What the exercise asks: Where a line in the listing below contains the word "SignerError", copy that line.

Recorded data:
//! Test fixtures: a wallet that always signs and a ledger that answers
//! broadcasts by publishing confirmation notices on the bus.

use async_trait::async_trait;
use lp_01_commit_coordinator::ports::{
    BroadcastError, BroadcastResponse, Broadcaster, Signer, SignerError,
};
use shared_bus::{EventPublisher, InMemoryEventBus, LedgerEvent};
use shared_types::{
    AccountMeta, CommitLevel, ConfirmationNotice, EncodedOperation, OperationReference,
    OperationRequest, OperationSignature, PublicKey, SignedOperation,
};
use std::sync::atomic::{AtomicUsize, Ordering};
use std::sync::Arc;
use std::time::Duration;

pub const PAYER: PublicKey = [0x11; 32];

/// A request paid for and signed by [`PAYER`].
pub fn purchase_request() -> OperationRequest {
    OperationRequest::new(
        b"buy_tickets:3".to_vec(),
        vec![AccountMeta::writable(PAYER, true)],
        PAYER,
    )
}

/// Wallet that signs every request with the fee payer's key.
pub struct WalletStub {
    pub signed: AtomicUsize,
}

impl WalletStub {
    pub fn new() -> Self {
        Self {
            signed: AtomicUsize::new(0),
        }
    }
}

#[async_trait]
impl Signer for WalletStub {
    async fn sign(&self, request: OperationRequest) -> Result<SignedOperation, SignerError> {
        self.signed.fetch_add(1, Ordering::SeqCst);
        let signature = OperationSignature {
            signer: *request.fee_payer(),
            signature: [0x5a; 64],
        };
        Ok(SignedOperation::new(request, vec![signature]))
    }
}

/// How the simulated ledger treats a broadcast.
#[derive(Debug, Clone)]
pub enum LedgerScript {
    /// Accept, then publish a success notice at `level` after `delay`.
    Confirm { delay: Duration, level: CommitLevel },
    /// Accept, then publish an execution error after `delay`.
    FailOnChain { delay: Duration, error: &'static str },
    /// Accept and never publish anything.
    Silent,
    /// Refuse the broadcast.
    Refuse(&'static str),
}

/// Broadcaster that plays the ledger: every accepted operation gets a fresh
/// reference and, depending on the script, a notice on the bus.
pub struct LedgerSimulator {
    bus: Arc<InMemoryEventBus>,
    script: LedgerScript,
    pub sent: AtomicUsize,
    /// Notices actually published, including ones nobody was waiting for.
    pub notices_published: Arc<AtomicUsize>,
}

impl LedgerSimulator {
    pub fn new(bus: Arc<InMemoryEventBus>, script: LedgerScript) -> Self {
        Self {
            bus,
            script,
            sent: AtomicUsize::new(0),
            notices_published: Arc::new(AtomicUsize::new(0)),
        }
    }
}

#[async_trait]
impl Broadcaster for LedgerSimulator {
    async fn send(&self, operation: EncodedOperation) -> Result<BroadcastResponse, BroadcastError> {
        let decoded = operation
            .decode()
            .map_err(|e| BroadcastError::Rpc { code: -32602, message: e.to_string() })?;
        if !decoded.is_signed_by_fee_payer() {
            return Ok(BroadcastResponse::Rejected("missing fee payer signature".into()));
        }

        let n = self.sent.fetch_add(1, Ordering::SeqCst);
        let reference = OperationReference::new(format!("op-{}", n));

        let notice = match &self.script {
            LedgerScript::Refuse(reason) => {
                return Ok(BroadcastResponse::Rejected((*reason).to_string()))
            }
            LedgerScript::Silent => None,
            LedgerScript::Confirm { delay, level } => Some((
                *delay,
                ConfirmationNotice::success(reference.clone(), *level),
            )),
            LedgerScript::FailOnChain { delay, error } => Some((
                *delay,
                ConfirmationNotice::failure(reference.clone(), CommitLevel::Confirmed, *error),
            )),
        };

        if let Some((delay, notice)) = notice {
            let bus = Arc::clone(&self.bus);
            let published = Arc::clone(&self.notices_published);
            tokio::spawn(async move {
                tokio::time::sleep(delay).await;
                bus.publish(LedgerEvent::OperationNotice(notice)).await;
                published.fetch_add(1, Ordering::SeqCst);
            });
        }

        Ok(BroadcastResponse::Accepted(reference))
    }
}
//! Commit Coordinator - core orchestration
//!
//! One coordinator serves one action site. Each `submit` runs a short-lived
//! session: occupy the site's slot, sign, broadcast, then race the
//! confirmation watcher against the deadline.

use crate::adapters::NoopOutcomeReporter;
use crate::domain::{
    CommitSession, ConfirmationWatcher, Deadline, PendingConfirmation, SingleFlightSlot,
    SlotGuard, TimeoutGovernor,
};
use crate::error::{CommitError, CommitResult};
use crate::metrics;
use crate::ports::inbound::CommitApi;
use crate::ports::outbound::{
    BroadcastResponse, Broadcaster, Clock, OutcomeReporter, Signer, SubscriptionService,
};
use async_trait::async_trait;
use shared_types::{
    ActionSite, CommitLevel, ConfirmationNotice, FailureReason, OperationReference,
    OperationRequest, Outcome, SessionState, SignedOperation, Timestamp,
};
use std::sync::Arc;
use std::time::Duration;
use tracing::{debug, info, warn};

/// Sign → broadcast → confirm orchestration for one action site.
pub struct CommitCoordinator<S, B, N, C>
where
    S: Signer,
    B: Broadcaster,
    N: SubscriptionService,
    C: Clock,
{
    site: ActionSite,
    signer: Arc<S>,
    broadcaster: Arc<B>,
    watcher: ConfirmationWatcher<N>,
    governor: TimeoutGovernor<C>,
    clock: Arc<C>,
    reporter: Arc<dyn OutcomeReporter>,
    slot: SingleFlightSlot,
    signer_timeout: Option<Duration>,
}

impl<S, B, N, C> CommitCoordinator<S, B, N, C>
where
    S: Signer,
    B: Broadcaster,
    N: SubscriptionService,
    C: Clock,
{
    /// Create a coordinator with an unbounded signer and no reporter.
    pub fn new(
        site: ActionSite,
        signer: Arc<S>,
        broadcaster: Arc<B>,
        subscriptions: Arc<N>,
        clock: Arc<C>,
    ) -> Self {
        Self {
            site,
            signer,
            broadcaster,
            watcher: ConfirmationWatcher::new(subscriptions),
            governor: TimeoutGovernor::new(Arc::clone(&clock)),
            clock,
            reporter: Arc::new(NoopOutcomeReporter),
            slot: SingleFlightSlot::new(site),
            signer_timeout: None,
        }
    }

    /// Send lifecycle events to `reporter`.
    pub fn with_reporter(mut self, reporter: Arc<dyn OutcomeReporter>) -> Self {
        self.reporter = reporter;
        self
    }

    /// Bound the signing step. `None` waits for the signer indefinitely.
    pub fn with_signer_timeout(mut self, signer_timeout: Option<Duration>) -> Self {
        self.signer_timeout = signer_timeout;
        self
    }

    pub fn site(&self) -> ActionSite {
        self.site
    }

    /// Whether a session currently holds the slot.
    pub fn is_busy(&self) -> bool {
        !self.slot.is_empty()
    }

    /// Run one commit session to its terminal outcome.
    ///
    /// `Err` is returned only when the session could not run at all; every
    /// session that started ends in exactly one `Outcome`.
    pub async fn submit(
        &self,
        request: OperationRequest,
        level: CommitLevel,
        timeout: Duration,
    ) -> CommitResult<Outcome> {
        let mut session = CommitSession::new(self.site);
        let Some(slot) = self.slot.try_occupy(session.id()) else {
            metrics::record_concurrent_rejection(self.site);
            warn!(site = %self.site, "[lp-01] ⛔ Submission rejected: site already has a live session");
            return Err(CommitError::ConcurrentSubmissionRejected { site: self.site });
        };
        let session_id = session.id();
        info!(
            %session_id,
            site = %self.site,
            level = %level,
            timeout_ms = u64::try_from(timeout.as_millis()).unwrap_or(u64::MAX),
            "[lp-01] Commit session started"
        );

        // Stage 1: signing
        let event = session.advance(SessionState::Signing, self.clock.now())?;
        self.reporter.report(event).await;
        let signed = match self.sign(request).await {
            Ok(signed) => signed,
            Err(reason) => {
                return self
                    .finish(&mut session, slot, Outcome::Failed(reason), None)
                    .await
            }
        };

        // Stage 2: broadcasting
        let event = session.advance(SessionState::Broadcasting, self.clock.now())?;
        self.reporter.report(event).await;
        let reference = match self.broadcast(&signed).await {
            Ok(reference) => reference,
            Err(reason) => {
                return self
                    .finish(&mut session, slot, Outcome::Failed(reason), None)
                    .await
            }
        };

        // Stage 3: watcher and deadline start together
        let deadline = self.governor.arm(timeout);
        let pending = match self.watcher.watch(&reference, level) {
            Ok(pending) => Some(pending),
            Err(e) => {
                warn!(
                    %session_id,
                    %reference,
                    error = %e,
                    "[lp-01] Could not watch for confirmation; waiting for the deadline"
                );
                None
            }
        };
        let event =
            session.await_confirmation(reference.clone(), deadline.expires_at(), self.clock.now())?;
        let awaiting_since = event.at;
        self.reporter.report(event).await;
        debug!(%session_id, %reference, deadline = %deadline.expires_at(), "[lp-01] Awaiting confirmation");

        let outcome = Self::race(reference, pending, deadline).await;
        self.finish(&mut session, slot, outcome, Some(awaiting_since))
            .await
    }

    async fn sign(&self, request: OperationRequest) -> Result<SignedOperation, FailureReason> {
        let signing = self.signer.sign(request);
        let result = match self.signer_timeout {
            None => signing.await,
            Some(bound) => {
                let mut deadline = self.governor.arm(bound);
                tokio::select! {
                    biased;
                    result = signing => {
                        deadline.cancel();
                        result
                    }
                    _ = &mut deadline => {
                        warn!(site = %self.site, bound_ms = u64::try_from(bound.as_millis()).unwrap_or(u64::MAX), "[lp-01] Signer did not answer in time");
                        return Err(FailureReason::SignerTimeout);
                    }
                }
            }
        };
        result.map_err(|e| FailureReason::UserRejected(e.to_string()))
    }

    async fn broadcast(
        &self,
        signed: &SignedOperation,
    ) -> Result<OperationReference, FailureReason> {
        let encoded = signed
            .encode()
            .map_err(|e| FailureReason::BroadcastRejected(e.to_string()))?;

        match self.broadcaster.send(encoded).await {
            Ok(BroadcastResponse::Accepted(reference)) => Ok(reference),
            Ok(BroadcastResponse::Rejected(reason)) => Err(FailureReason::BroadcastRejected(reason)),
            Err(e) => Err(FailureReason::BroadcastRejected(e.to_string())),
        }
    }

    /// First to settle wins; the loser is cancelled.
    ///
    /// On a tie the notice wins.
    async fn race(
        reference: OperationReference,
        pending: Option<PendingConfirmation<N>>,
        mut deadline: Deadline,
    ) -> Outcome {
        let Some(mut pending) = pending else {
            (&mut deadline).await;
            return Outcome::TimedOut(reference);
        };

        let outcome = tokio::select! {
            biased;
            notice = &mut pending => outcome_from_notice(notice),
            _ = &mut deadline => Outcome::TimedOut(reference),
        };

        pending.cancel();
        deadline.cancel();
        outcome
    }

    async fn finish(
        &self,
        session: &mut CommitSession,
        slot: SlotGuard,
        outcome: Outcome,
        awaiting_since: Option<Timestamp>,
    ) -> CommitResult<Outcome> {
        let now = self.clock.now();
        let terminal = session.finish(outcome.clone(), now)?;
        // Release before reporting so listeners reacting to the terminal
        // event can submit again.
        drop(slot);

        if let Some(event) = terminal {
            self.reporter.report(event).await;
        }

        metrics::record_outcome(self.site, &outcome);
        if let Some(since) = awaiting_since {
            metrics::record_confirmation_latency(self.site, now.saturating_duration_since(since));
        }

        let session_id = session.id();
        match &outcome {
            Outcome::Confirmed(reference) => {
                info!(%session_id, site = %self.site, %reference, "[lp-01] ✅ Operation confirmed");
            }
            Outcome::Failed(reason) => {
                warn!(%session_id, site = %self.site, reason = reason.label(), detail = %reason, "[lp-01] ❌ Commit session failed");
            }
            Outcome::TimedOut(reference) => {
                warn!(%session_id, site = %self.site, %reference, "[lp-01] ⏱️ No confirmation before deadline; outcome unknown");
            }
        }

        Ok(outcome)
    }
}

fn outcome_from_notice(notice: ConfirmationNotice) -> Outcome {
    match notice.error {
        Some(error) => Outcome::Failed(FailureReason::ConfirmationError {
            reference: notice.reference,
            error,
        }),
        None => Outcome::Confirmed(notice.reference),
    }
}

#[async_trait]
impl<S, B, N, C> CommitApi for CommitCoordinator<S, B, N, C>
where
    S: Signer + 'static,
    B: Broadcaster + 'static,
    N: SubscriptionService + 'static,
    C: Clock + 'static,
{
    async fn submit(
        &self,
        request: OperationRequest,
        level: CommitLevel,
        timeout: Duration,
    ) -> CommitResult<Outcome> {
        CommitCoordinator::submit(self, request, level, timeout).await
    }

    fn site(&self) -> ActionSite {
        self.site
    }

    fn is_busy(&self) -> bool {
        CommitCoordinator::is_busy(self)
    }
}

Task answer:
    BroadcastError, BroadcastResponse, Broadcaster, Signer, SignerError,
    async fn sign(&self, request: OperationRequest) -> Result<SignedOperation, SignerError> {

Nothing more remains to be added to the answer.